Once Shizuo had freed up his right hand, he mashed the doorbell five or six times for good measure before jabbing a finger on the intercom button.

"Oi, Izaya! Open this door _right now_, or I swear to God I'll—wait." He eyed the intercom dubiously. "Does this piece of shit even work when the power's out?"

After a brief pause, Izaya's voice crackled to life over the speaker. The sound was muffled by intermittent bursts of static as a result of Shizuo's habitual manhandling of the hardware, but the voice was unmistakably Izaya's.

"Good evening to you, too, Shizu-chan. And in case your protozoic brain is still percolating: Yes, the intercom is working, no thanks to you. It's wired into the land line."

Shizuo scowled at the door, imagining that Izaya's smartass mug was pasted dead center on it—right where Shizuo's boot would connect when he kicked the door down. "Glad to hear it, flea. Then I know you can hear me loud and clear when I tell you to open this fucking door before I break it down myself. It's fucking freezing out here."

Izaya's voice cut right through another sizzle of static. "Shizu-chan, at what age will you finally be mature enough to realize that the word 'fucking' is a _verb_, not an all-purpose adjective or adverb?"

Static or no, Shizuo could _hear_ the self-righteous smirk that was plastered on the goddamn face of that goddamn flea. He flipped Izaya off without a second thought, lamenting the intercom's lack of a video monitor.

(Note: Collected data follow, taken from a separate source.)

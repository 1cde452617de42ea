//! Dashboard screen: headline figures, stock breakdown, and the latest
//! low-stock products and movements.

use color_eyre::eyre::Result;
use crossterm::event::{KeyCode, KeyEvent};
use ratatui::Frame;
use ratatui::layout::{Constraint, Layout, Rect};
use ratatui::style::{Modifier, Style};
use ratatui::text::{Line, Span};
use ratatui::widgets::{Block, BorderType, Borders, Cell, Gauge, Paragraph, Row, Table};
use throbber_widgets_tui::{Throbber, ThrobberState};
use tokio::sync::mpsc::UnboundedSender;

use stockroom_core::SessionStore;
use stockroom_core::dashboard::{DashboardSummary, StockBreakdown, ViewData, load_dashboard};
use stockroom_core::model::MovementType;

use crate::action::Action;
use crate::component::Component;
use crate::theme;
use crate::widgets::hint_line;

pub struct DashboardScreen {
    focused: bool,
    action_tx: Option<UnboundedSender<Action>>,
    session: SessionStore,
    data: Option<ViewData<DashboardSummary>>,
    loading: bool,
    throbber: ThrobberState,
}

impl DashboardScreen {
    pub fn new(session: SessionStore) -> Self {
        Self {
            focused: false,
            action_tx: None,
            session,
            data: None,
            loading: false,
            throbber: ThrobberState::default(),
        }
    }

    fn spawn_load(&mut self) {
        let Some(tx) = self.action_tx.clone() else {
            return;
        };
        self.loading = true;
        let session = self.session.clone();
        tokio::spawn(async move {
            let view = load_dashboard(&session).await;
            let _ = tx.send(Action::DashboardLoaded(Box::new(view)));
        });
    }

    fn panel(&self, title: &str) -> Block<'static> {
        Block::default()
            .title(format!(" {title} "))
            .title_style(theme::title_style())
            .borders(Borders::ALL)
            .border_type(BorderType::Rounded)
            .border_style(if self.focused {
                theme::border_focused()
            } else {
                theme::border_default()
            })
    }

    fn render_cards(frame: &mut Frame, area: Rect, summary: &DashboardSummary) {
        let cards = Layout::horizontal([Constraint::Ratio(1, 4); 4]).split(area);
        let figures = [
            ("Products", summary.total_products.to_string(), theme::NEON_CYAN),
            ("Low stock", summary.low_stock_count.to_string(), theme::AMBER),
            (
                "Suppliers",
                summary.distinct_suppliers.to_string(),
                theme::ACCENT_PURPLE,
            ),
            (
                "Stock value",
                format!("${:.2}", summary.stock_valuation),
                theme::SUCCESS_GREEN,
            ),
        ];

        for ((label, value, color), card) in figures.into_iter().zip(cards.iter()) {
            let block = Block::default()
                .borders(Borders::ALL)
                .border_type(BorderType::Rounded)
                .border_style(Style::default().fg(color));
            let text = vec![
                Line::from(Span::styled(
                    value,
                    Style::default().fg(color).add_modifier(Modifier::BOLD),
                )),
                Line::from(Span::styled(label, theme::key_hint())),
            ];
            frame.render_widget(Paragraph::new(text).centered().block(block), *card);
        }
    }

    fn render_breakdown(&self, frame: &mut Frame, area: Rect, breakdown: &StockBreakdown) {
        let block = self.panel("Stock levels");
        let inner = block.inner(area);
        frame.render_widget(block, area);

        let total = breakdown.in_stock + breakdown.low_stock + breakdown.out_of_stock;
        let rows = Layout::vertical([Constraint::Length(1); 3]).split(inner);
        let bands = [
            ("In stock", breakdown.in_stock, theme::SUCCESS_GREEN),
            ("Low", breakdown.low_stock, theme::AMBER),
            ("Out", breakdown.out_of_stock, theme::ERROR_RED),
        ];
        for ((label, count, color), row) in bands.into_iter().zip(rows.iter()) {
            #[allow(clippy::cast_precision_loss, clippy::as_conversions)]
            let ratio = if total == 0 {
                0.0
            } else {
                count as f64 / total as f64
            };
            let gauge = Gauge::default()
                .gauge_style(Style::default().fg(color).bg(theme::BG_HIGHLIGHT))
                .ratio(ratio)
                .label(format!("{label} {count}"));
            frame.render_widget(gauge, *row);
        }
    }

    fn render_low_stock(&self, frame: &mut Frame, area: Rect, summary: &DashboardSummary) {
        let header = Row::new(["Product", "Qty", "Reorder"].map(Cell::from))
            .style(theme::table_header());
        let rows: Vec<Row> = summary
            .low_stock
            .iter()
            .map(|p| {
                Row::new(vec![
                    Cell::from(p.name.clone()),
                    Cell::from(p.quantity.to_string())
                        .style(Style::default().fg(theme::stock_color(p))),
                    Cell::from(p.reorder_level.to_string()),
                ])
                .style(theme::table_row())
            })
            .collect();
        let table = Table::new(
            rows,
            [Constraint::Fill(1), Constraint::Length(6), Constraint::Length(8)],
        )
        .header(header)
        .block(self.panel("Low stock"));
        frame.render_widget(table, area);
    }

    fn render_recent(&self, frame: &mut Frame, area: Rect, summary: &DashboardSummary) {
        let header =
            Row::new(["When", "Product", "Type", "Qty"].map(Cell::from)).style(theme::table_header());
        let rows: Vec<Row> = summary
            .recent_logs
            .iter()
            .map(|log| {
                let color = match log.movement {
                    MovementType::In => theme::SUCCESS_GREEN,
                    MovementType::Out => theme::AMBER,
                };
                Row::new(vec![
                    Cell::from(
                        log.created_at
                            .map(|t| t.format("%m-%d %H:%M").to_string())
                            .unwrap_or_default(),
                    ),
                    Cell::from(log.product_name().unwrap_or("-").to_owned()),
                    Cell::from(log.movement.to_string()).style(Style::default().fg(color)),
                    Cell::from(log.quantity.to_string()),
                ])
                .style(theme::table_row())
            })
            .collect();
        let table = Table::new(
            rows,
            [
                Constraint::Length(11),
                Constraint::Fill(1),
                Constraint::Length(4),
                Constraint::Length(6),
            ],
        )
        .header(header)
        .block(self.panel("Recent movements"));
        frame.render_widget(table, area);
    }
}

impl Component for DashboardScreen {
    fn init(&mut self, action_tx: UnboundedSender<Action>) -> Result<()> {
        self.action_tx = Some(action_tx);
        Ok(())
    }

    fn handle_key_event(&mut self, key: KeyEvent) -> Result<Option<Action>> {
        Ok(match key.code {
            KeyCode::Char('r') => Some(Action::Reload),
            _ => None,
        })
    }

    fn update(&mut self, action: &Action) -> Result<Option<Action>> {
        match action {
            Action::Reload => self.spawn_load(),
            Action::DashboardLoaded(view) => {
                self.loading = false;
                self.data = Some((**view).clone());
            }
            Action::Tick if self.loading => self.throbber.calc_next(),
            _ => {}
        }
        Ok(None)
    }

    fn render(&self, frame: &mut Frame, area: Rect) {
        let layout = Layout::vertical([
            Constraint::Length(1), // status
            Constraint::Length(4), // cards
            Constraint::Length(5), // breakdown
            Constraint::Min(4),    // tables
            Constraint::Length(1), // hints
        ])
        .split(area);

        if self.loading {
            let throbber = Throbber::default()
                .label(" Refreshing\u{2026}")
                .style(Style::default().fg(theme::NEON_CYAN))
                .throbber_style(Style::default().fg(theme::ACCENT_PURPLE));
            frame.render_stateful_widget(throbber, layout[0], &mut self.throbber.clone());
        }

        match &self.data {
            Some(ViewData::Ready(summary)) => {
                Self::render_cards(frame, layout[1], summary);
                self.render_breakdown(frame, layout[2], &summary.breakdown);
                let tables = Layout::horizontal([Constraint::Ratio(1, 2); 2]).split(layout[3]);
                self.render_low_stock(frame, tables[0], summary);
                self.render_recent(frame, tables[1], summary);
            }
            Some(ViewData::Failed(message)) if !self.loading => {
                frame.render_widget(
                    Paragraph::new(Span::styled(format!(" \u{2717} {message} "), theme::error_banner())),
                    layout[0],
                );
            }
            _ => {}
        }

        frame.render_widget(Paragraph::new(hint_line(&[("r", "refresh")])), layout[4]);
    }

    fn set_focused(&mut self, focused: bool) {
        self.focused = focused;
    }
}
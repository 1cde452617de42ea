//! Products screen: catalog table with stock-level coloring.

use ratatui::layout::Constraint;
use ratatui::style::Style;
use ratatui::widgets::{Cell, Row};

use stockroom_core::Route;
use stockroom_core::model::{Product, ProductDraft, Supplier};
use stockroom_core::resources::ProductResource;

use crate::screens::list::ListView;
use crate::theme;
use crate::widgets::form::{Choice, Field, Form};

const NAME: usize = 0;
const DESCRIPTION: usize = 1;
const CATEGORY: usize = 2;
const SUPPLIER: usize = 3;
const QUANTITY: usize = 4;
const PRICE: usize = 5;
const LOCATION: usize = 6;
const REORDER: usize = 7;

impl ListView for ProductResource {
    const ROUTE: Route = Route::Products;
    const NOUN: &'static str = "product";

    fn columns() -> Vec<(&'static str, Constraint)> {
        vec![
            ("Name", Constraint::Fill(2)),
            ("Category", Constraint::Fill(1)),
            ("Supplier", Constraint::Fill(1)),
            ("Qty", Constraint::Length(6)),
            ("Reorder", Constraint::Length(8)),
            ("Price", Constraint::Length(10)),
            ("Location", Constraint::Length(10)),
        ]
    }

    fn row(p: &Product) -> Row<'static> {
        Row::new(vec![
            Cell::from(p.name.clone()),
            Cell::from(p.category.clone().unwrap_or_default()),
            Cell::from(p.supplier_name().unwrap_or("-").to_owned()),
            Cell::from(p.quantity.to_string()).style(Style::default().fg(theme::stock_color(p))),
            Cell::from(p.reorder_level.to_string()),
            Cell::from(format!("${:.2}", p.price)),
            Cell::from(p.warehouse_location.clone().unwrap_or_default()),
        ])
    }

    fn form(draft: &ProductDraft, suppliers: &Vec<Supplier>) -> Form {
        let mut choices = vec![Choice {
            id: None,
            label: "(none)".into(),
        }];
        choices.extend(suppliers.iter().map(|s| Choice {
            id: Some(s.id),
            label: s.name.clone(),
        }));

        Form::new(vec![
            Field::text("Name", draft.name.clone()),
            Field::text("Description", draft.description.clone()),
            Field::text("Category", draft.category.clone()),
            Field::picker("Supplier", choices, draft.supplier_id),
            Field::number("Quantity", draft.quantity),
            Field::number("Price", draft.price),
            Field::text("Location", draft.warehouse_location.clone()),
            Field::number("Reorder level", draft.reorder_level),
        ])
    }

    fn read_form(form: &Form) -> Result<ProductDraft, String> {
        Ok(ProductDraft {
            name: form.text(NAME).to_owned(),
            description: form.text(DESCRIPTION).to_owned(),
            category: form.text(CATEGORY).to_owned(),
            supplier_id: form.picked(SUPPLIER),
            quantity: form.integer(QUANTITY)?,
            price: form.decimal(PRICE)?,
            warehouse_location: form.text(LOCATION).to_owned(),
            reorder_level: form.integer(REORDER)?,
        })
    }
}

#[cfg(test)]
#[allow(clippy::unwrap_used)]
mod tests {
    use pretty_assertions::assert_eq;
    use rust_decimal::Decimal;

    use super::*;

    fn supplier(id: i64, name: &str) -> Supplier {
        Supplier {
            id,
            name: name.into(),
            contact_info: None,
            email: None,
            address: None,
        }
    }

    #[test]
    fn form_reads_back_the_draft_it_was_built_from() {
        let draft = ProductDraft {
            name: "Bolt".into(),
            description: "M6".into(),
            category: "Hardware".into(),
            supplier_id: Some(9),
            quantity: 40,
            price: Decimal::new(1999, 2),
            warehouse_location: "A-3".into(),
            reorder_level: 10,
        };
        let form = ProductResource::form(&draft, &vec![supplier(4, "Acme"), supplier(9, "Globex")]);
        assert_eq!(ProductResource::read_form(&form).unwrap(), draft);
    }

    #[test]
    fn create_form_starts_without_a_supplier() {
        let form = ProductResource::form(&ProductDraft::default(), &vec![supplier(4, "Acme")]);
        let draft = ProductResource::read_form(&form).unwrap();
        assert_eq!(draft.supplier_id, None);
        assert_eq!(draft.quantity, 0);
    }
}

"Oh, no, you don't," Shizuo growled into the microphone. "The trains don't run this late, so I hauled ass on foot all the way to Shinjuku in the _snow_ to bail you out, and all the thanks I get is a visit from the _fucking_ grammar police?! No, I don't think so."

As if in response to his outburst, Shizuo heard two clicks as the twin deadbolts on the door retracted, followed by the rattle of the chain being undone. Izaya didn't bother with any sort of sophisticated locking mechanism, considering the fact that his front door was an unfortunate casualty of a patented Shizuo rampage at least once every other month. As Izaya had less-than-patiently explained to him while the remnants of the twenty-third busted door were being swept up by the repairmen, information brokering was a lucrative business. But not _that_ lucrative.

The door swung in on its hinges to reveal Izaya…or at least the lumpy, distorted shape of the figure Shizuo assumed was Izaya. Despite being indoors, the flea was clad in his heavy winter coat and draped in at least six scarves, with several more layers underneath. Shizuo realized belatedly that Izaya was shivering uncontrollably, his arms wrapped tightly around his chest. The static over the intercom must have concealed the sound of his teeth chattering.

But Shizuo refused to feel guilty in the slightest. He was already doing the flea a _favor_, for fuck's sake. Pigs should be sprouting wings and taking flight. Hell should be freezing over and bristling with icicles—which wasn't such a stretch, really, considering the freak snowstorm that was currently blanketing Tokyo in great drifts of quick-freeze whiteness. The snow and ice were wreaking havoc on the city's electrical grid, robbing rich bastards like Izaya of their fancy-schmancy central heat.

As far as Shizuo was concerned, the flea had had it coming. Izaya kept a grand total of _two_ blankets in his entire loft, and even those were the thin, color-coordinated kind that couldn't warm a tropical beach on a summer's day.

Shizuo glowered down at Izaya. "I should kick your skinny little ass into next fucking Friday for asking me to come out this late just 'cause you'd have been _cold_—"

Izaya clicked his tongue disapprovingly. "Smoking, fighting, _and_ cursing, Shizu-chan? You'll be nothing but a bad influence if we ever have children."

Shizuo's eyes went wide at the implications of that statement, and he spluttered gape-mouthed through the rest of his comeback.

_Wait. What?!_

_Freaking cold weather must have zapped my brain cells._

Izaya chuckled at the look of utter bewilderment on Shizuo's face. He moved aside to allow Shizuo entry, but the blond-haired man stood stubbornly rooted to the spot, his brain almost visibly overheating. Izaya rolled his eyes, grabbed hold of Shizuo's knit snowflake scarf, and hauled him and his giant bundle of blankets over the threshold.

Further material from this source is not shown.